She put her hands in her lap and clasped her fingers together tightly. It was a trick she used whenever she felt put upon the spot. “I know that.” She swallowed. But it hadn’t been. It had been perfect. Everything she’d been wanting for such a long time.
“How can you live with yourself, Madeline?”
“What do you mean?” She asked, trying her hardest to appear calm in the face of his anger.
Beneath the table, his foot brushed hers. She jumped, but it was apparent that it had been an unintentional contact, for he pulled away almost immediately. His piercing eyes were accusing on her face. “I mean, how can you live with yourself when you’re cheating on that guy?”
Her spine stiffened. “Dean, is his name, Harrison.”
“I know you, Madeline. Or at least, I used to. Cheating isn’t your thing. So what’s going on?”
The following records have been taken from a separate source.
use std::path::{Path, PathBuf};

use async_trait::async_trait;
use git2::{
    build::RepoBuilder, Cred, CredentialType, ErrorCode, FetchOptions, PushOptions,
    RemoteCallbacks, Repository,
};
use indicatif::{MultiProgress, ProgressBar, ProgressStyle};

use crate::error::{Error, Result};
use crate::mirror::TagMirror;

pub const SOURCE_REMOTE: &str = "origin";
pub const DESTINATION_REMOTE: &str = "github";

const TAG_REFSPEC: &str = "+refs/tags/*:refs/tags/*";

#[derive(Debug, Clone)]
pub struct MirrorCredentials {
    pub source_username: String,
    pub source_token: String,
    pub destination_token: String,
}

/// Bare mirror of the source repository on local disk.
pub struct GitMirror {
    dir: PathBuf,
    credentials: MirrorCredentials,
    depth: Option<i32>,
    progress: MultiProgress,
}

/// Reject names that git could read as an option.
fn validate_tag_name(name: &str) -> Result<()> {
    if name.is_empty() || name.starts_with('-') {
        return Err(Error::Git(format!("Invalid tag name: {:?}", name)));
    }
    Ok(())
}

/// libgit2 keeps asking for credentials after a rejection, so only the first
/// request is answered.
fn credentials_callback<'a>(
    username: &'a str,
    token: &'a str,
) -> impl FnMut(&str, Option<&str>, CredentialType) -> std::result::Result<Cred, git2::Error> + 'a
{
    let mut attempts = 0;
    move |_url, _username_from_url, _allowed_types| {
        attempts += 1;
        if attempts > 1 {
            return Err(git2::Error::from_str("credentials were rejected"));
        }
        Cred::userpass_plaintext(username, token)
    }
}

fn transfer_progress_bar(progress: &MultiProgress, message: String) -> ProgressBar {
    let pb = progress.add(ProgressBar::new(0));
    let style = ProgressStyle::with_template(
        "{spinner:.green} {msg} [{bar:40.cyan/blue}] {pos}/{len} objects",
    )
    .map(|style| style.progress_chars("#>-"))
    .unwrap_or_else(|_| ProgressStyle::default_bar());
    pb.set_style(style);
    pb.set_message(message);
    pb
}

fn fetch_options<'a>(
    credentials: &'a MirrorCredentials,
    depth: Option<i32>,
    pb: &'a ProgressBar,
) -> FetchOptions<'a> {
    let mut callbacks = RemoteCallbacks::new();
    callbacks.credentials(credentials_callback(
        &credentials.source_username,
        &credentials.source_token,
    ));
    callbacks.transfer_progress(move |stats| {
        pb.set_length(stats.total_objects() as u64);
        pb.set_position(stats.received_objects() as u64);
        true
    });

    let mut opts = FetchOptions::new();
    opts.remote_callbacks(callbacks);
    if let Some(depth) = depth {
        opts.depth(depth);
    }
    opts
}

fn clone_blocking(
    url: &str,
    dir: &Path,
    credentials: &MirrorCredentials,
    depth: Option<i32>,
    progress: &MultiProgress,
) -> Result<()> {
    let pb = transfer_progress_bar(progress, format!("Cloning {}", url));
    let result = RepoBuilder::new()
        .bare(true)
        .fetch_options(fetch_options(credentials, depth, &pb))
        .clone(url, dir);
    pb.finish_and_clear();
    result?;
    Ok(())
}

fn fetch_tags_blocking(
    dir: &Path,
    credentials: &MirrorCredentials,
    depth: Option<i32>,
    progress: &MultiProgress,
) -> Result<()> {
    let repo = Repository::open(dir)?;
    let mut remote = repo.find_remote(SOURCE_REMOTE)?;
    let pb = transfer_progress_bar(progress, format!(
        "Fetching tags from {}",
        remote.url().unwrap_or(SOURCE_REMOTE)
    ));
    let mut opts = fetch_options(credentials, depth, &pb);
    let result = remote.fetch(&[TAG_REFSPEC], Some(&mut opts), None);
    pb.finish_and_clear();
    result?;
    Ok(())
}

fn ensure_remote_blocking(dir: &Path, name: &str, url: &str) -> Result<()> {
    let repo = Repository::open(dir)?;
    let remote = match repo.find_remote(name) {
        Ok(remote) => remote,
        Err(e) if e.code() == ErrorCode::NotFound => {
            tracing::info!("Adding {} as remote {}", url, name);
            repo.remote(name, url)?
        }
        Err(e) => return Err(e.into()),
    };

    match remote.url() {
        Some(existing) if existing == url => Ok(()),
        existing => Err(Error::Config(format!(
            "{} remote URL mismatch: {} != {}",
            name,
            existing.unwrap_or("<not utf-8>"),
            url
        ))),
    }
}

fn push_tag_blocking(dir: &Path, tag_name: &str, token: &str) -> Result<()> {
    let repo = Repository::open(dir)?;
    let tag_ref = format!("refs/tags/{}", tag_name);
    if let Err(e) = repo.find_reference(&tag_ref) {
        return Err(Error::Git(format!(
            "Tag {} is not present in the mirror: {}",
            tag_name,
            e.message()
        )));
    }

    let mut remote = repo.find_remote(DESTINATION_REMOTE)?;
    let refspec = format!("{0}:{0}", tag_ref);
    let mut rejection: Option<String> = None;
    {
        let mut callbacks = RemoteCallbacks::new();
        callbacks.credentials(credentials_callback("x-access-token", token));
        callbacks.push_update_reference(|refname, status| {
            if let Some(message) = status {
                rejection = Some(format!("{}: {}", refname, message));
            }
            Ok(())
        });
        let mut opts = PushOptions::new();
        opts.remote_callbacks(callbacks);
        remote.push(&[refspec.as_str()], Some(&mut opts))?;
    }

    match rejection {
        Some(reason) => Err(Error::Git(format!("Push rejected for {}", reason))),
        None => Ok(()),
    }
}

impl GitMirror {
    /// Clones `source_url` as a bare repository when `dir` does not exist,
    /// otherwise opens it and refreshes its tags. `depth` makes the clone
    /// and tag fetches shallow. Transfer bars are drawn inside `progress`.
    pub async fn open_or_clone(
        source_url: &str,
        dir: &Path,
        credentials: MirrorCredentials,
        depth: Option<i32>,
        progress: MultiProgress,
    ) -> Result<Self> {
        let mirror = Self {
            dir: dir.to_path_buf(),
            credentials,
            depth,
            progress,
        };

        if dir.exists() {
            tracing::info!("Fetching tags for {}", source_url);
            mirror.fetch_tags().await?;
        } else {
            tracing::info!("Cloning {} to {} (depth {:?})", source_url, dir.display(), depth);
            let url = source_url.to_string();
            let target = mirror.dir.clone();
            let credentials = mirror.credentials.clone();
            let progress = mirror.progress.clone();
            tokio::task::spawn_blocking(move || {
                clone_blocking(&url, &target, &credentials, depth, &progress)
            })
                .await
                .map_err(|e| Error::Git(format!("Clone task panicked: {}", e)))??;
        }

        Ok(mirror)
    }

    /// Adds the destination remote if missing. An existing remote with a
    /// different URL is a configuration error.
    pub async fn ensure_destination(&self, url: &str) -> Result<()> {
        let dir = self.dir.clone();
        let url = url.to_string();

        tokio::task::spawn_blocking(move || ensure_remote_blocking(&dir, DESTINATION_REMOTE, &url))
            .await
            .map_err(|e| Error::Git(format!("Remote check task panicked: {}", e)))?
    }
}

#[async_trait]
impl TagMirror for GitMirror {
    async fn fetch_tags(&self) -> Result<()> {
        let dir = self.dir.clone();
        let credentials = self.credentials.clone();
        let depth = self.depth;
        let progress = self.progress.clone();

        tokio::task::spawn_blocking(move || fetch_tags_blocking(&dir, &credentials, depth, &progress))
            .await
            .map_err(|e| Error::Git(format!("Fetch task panicked: {}", e)))?
    }

    async fn push_tag(&self, tag_name: &str) -> Result<()> {
        validate_tag_name(tag_name)?;

        let dir = self.dir.clone();
        let tag_name = tag_name.to_string();
        let token = self.credentials.destination_token.clone();

        tokio::task::spawn_blocking(move || push_tag_blocking(&dir, &tag_name, &token))
            .await
            .map_err(|e| Error::Git(format!("Push task panicked: {}", e)))?
    }
}

#[cfg(test)]
mod tests {
    use super::*;
    use git2::{Oid, Signature};

    fn credentials() -> MirrorCredentials {
        MirrorCredentials {
            source_username: "bot".to_string(),
            source_token: "bb-token".to_string(),
            destination_token: "gh-token".to_string(),
        }
    }

    fn init_source(dir: &Path) -> (Repository, Oid) {
        let repo = Repository::init(dir).unwrap();
        let sig = Signature::now("Test", "test@example.com").unwrap();
        let oid = {
            let tree_id = repo.index().unwrap().write_tree().unwrap();
            let tree = repo.find_tree(tree_id).unwrap();
            repo.commit(Some("HEAD"), &sig, &sig, "initial", &tree, &[])
                .unwrap()
        };
        (repo, oid)
    }

    fn path_str(path: &Path) -> String {
        path.to_str().unwrap().to_string()
    }

    async fn open_mirror(source_dir: &Path, mirror_dir: &Path) -> GitMirror {
        GitMirror::open_or_clone(
            &path_str(source_dir),
            mirror_dir,
            credentials(),
            None,
            MultiProgress::new(),
        )
        .await
        .unwrap()
    }

    #[test]
    fn test_validate_tag_name() {
        assert!(validate_tag_name("dig-pr_42").is_ok());
        assert!(validate_tag_name("--upload-pack").is_err());
        assert!(validate_tag_name("").is_err());
    }

    #[tokio::test]
    async fn test_clone_fetch_and_push_tag() {
        let tmp = tempfile::tempdir().unwrap();
        let source_dir = tmp.path().join("source");
        let mirror_dir = tmp.path().join("mirror");
        let dest_dir = tmp.path().join("dest.git");

        let (source, oid) = init_source(&source_dir);
        let destination = Repository::init_bare(&dest_dir).unwrap();

        let mirror = open_mirror(&source_dir, &mirror_dir).await;
        assert!(Repository::open(&mirror_dir).unwrap().is_bare());

        // the tag appears on the source after the mirror was cloned
        source
            .reference("refs/tags/dig-pr_42", oid, false, "tag pr 42")
            .unwrap();
        mirror.fetch_tags().await.unwrap();
        let mirrored = Repository::open(&mirror_dir).unwrap();
        assert_eq!(
            mirrored.refname_to_id("refs/tags/dig-pr_42").unwrap(),
            oid
        );

        mirror.ensure_destination(&path_str(&dest_dir)).await.unwrap();
        mirror.push_tag("dig-pr_42").await.unwrap();
        assert_eq!(
            destination.refname_to_id("refs/tags/dig-pr_42").unwrap(),
            oid
        );

        let err = mirror.push_tag("dig-pr_43").await.unwrap_err();
        assert!(err.to_string().contains("dig-pr_43"));
    }

    #[tokio::test]
    async fn test_existing_mirror_is_reopened() {
        let tmp = tempfile::tempdir().unwrap();
        let source_dir = tmp.path().join("source");
        let mirror_dir = tmp.path().join("mirror");

        let (source, oid) = init_source(&source_dir);
        open_mirror(&source_dir, &mirror_dir).await;

        source
            .reference("refs/tags/dig-pr_7", oid, false, "tag pr 7")
            .unwrap();
        open_mirror(&source_dir, &mirror_dir).await;

        let mirrored = Repository::open(&mirror_dir).unwrap();
        assert_eq!(mirrored.refname_to_id("refs/tags/dig-pr_7").unwrap(), oid);
    }

    #[tokio::test]
    async fn test_destination_url_mismatch_is_fatal() {
        let tmp = tempfile::tempdir().unwrap();
        let source_dir = tmp.path().join("source");
        let mirror_dir = tmp.path().join("mirror");
        init_source(&source_dir);

        let mirror = open_mirror(&source_dir, &mirror_dir).await;

        mirror
            .ensure_destination("https://github.com/acme/server")
            .await
            .unwrap();
        // same URL again is fine
        mirror
            .ensure_destination("https://github.com/acme/server")
            .await
            .unwrap();

        let err = mirror
            .ensure_destination("https://github.com/acme/other")
            .await
            .unwrap_err();
        assert!(matches!(err, Error::Config(_)));
        assert!(err.to_string().contains("mismatch"));
    }
}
“You said it yourself,” she responded, her eyes flickering in the direction of Ivy and Dean. “You and I are different. Believe me, it’s not something I’ve made a habit of doing.”
“I don’t believe you. That’s the problem. I don’t know who you are now. If you’d asked me, eight years ago, if I’d thought you had a lying bone in your body, I would have said ‘hell no’.”
She dipped her head forward. Her cheeks were flaming with mortification. She wasn’t lying, but she was trapped! Trapped against a wall of decisions she’d made, that had led to this.
“Well? Nothing? You have nothing to say for yourself?” He demanded.
“Hey!” She lifted her eyes to his face. “There were two of us in that room. You knew I was married.”
“Yeah. And I didn’t care. I should have, but I didn’t. I’m happy to admit that was wrong of me. But do you know why I don’t blame myself? Because I never stopped loving you. Not really.”
“Are you saying you’re in love with me?” She demanded, her whole face focussed on the question.
“I’m saying I’m in love with who you used to be. The girl in my head, the one I love, is nothing like… you. The person in front of me. You’re some kind of very cold, very calculated, manipulative… I don’t know what.” He stood abruptly. “Look at you, Madeline! For goodness sake, you’re sitting in the diner, in the middle of a town with a population of three thousand people, and you look like you’re about to front the United Nations. Not a hair out of place.” He shook his head. “This isn’t you. At least, it’s not what I think of you as. You’re different now. Not the girl I used to know. The other night, I was trying to find you. But you’re gone. So gone, that I just don’t recognise you anymore. And I don’t want to know… this. Whatever it is you are now.” He stalked towards the lobster tank and put an arm on Ivy’s shoulder.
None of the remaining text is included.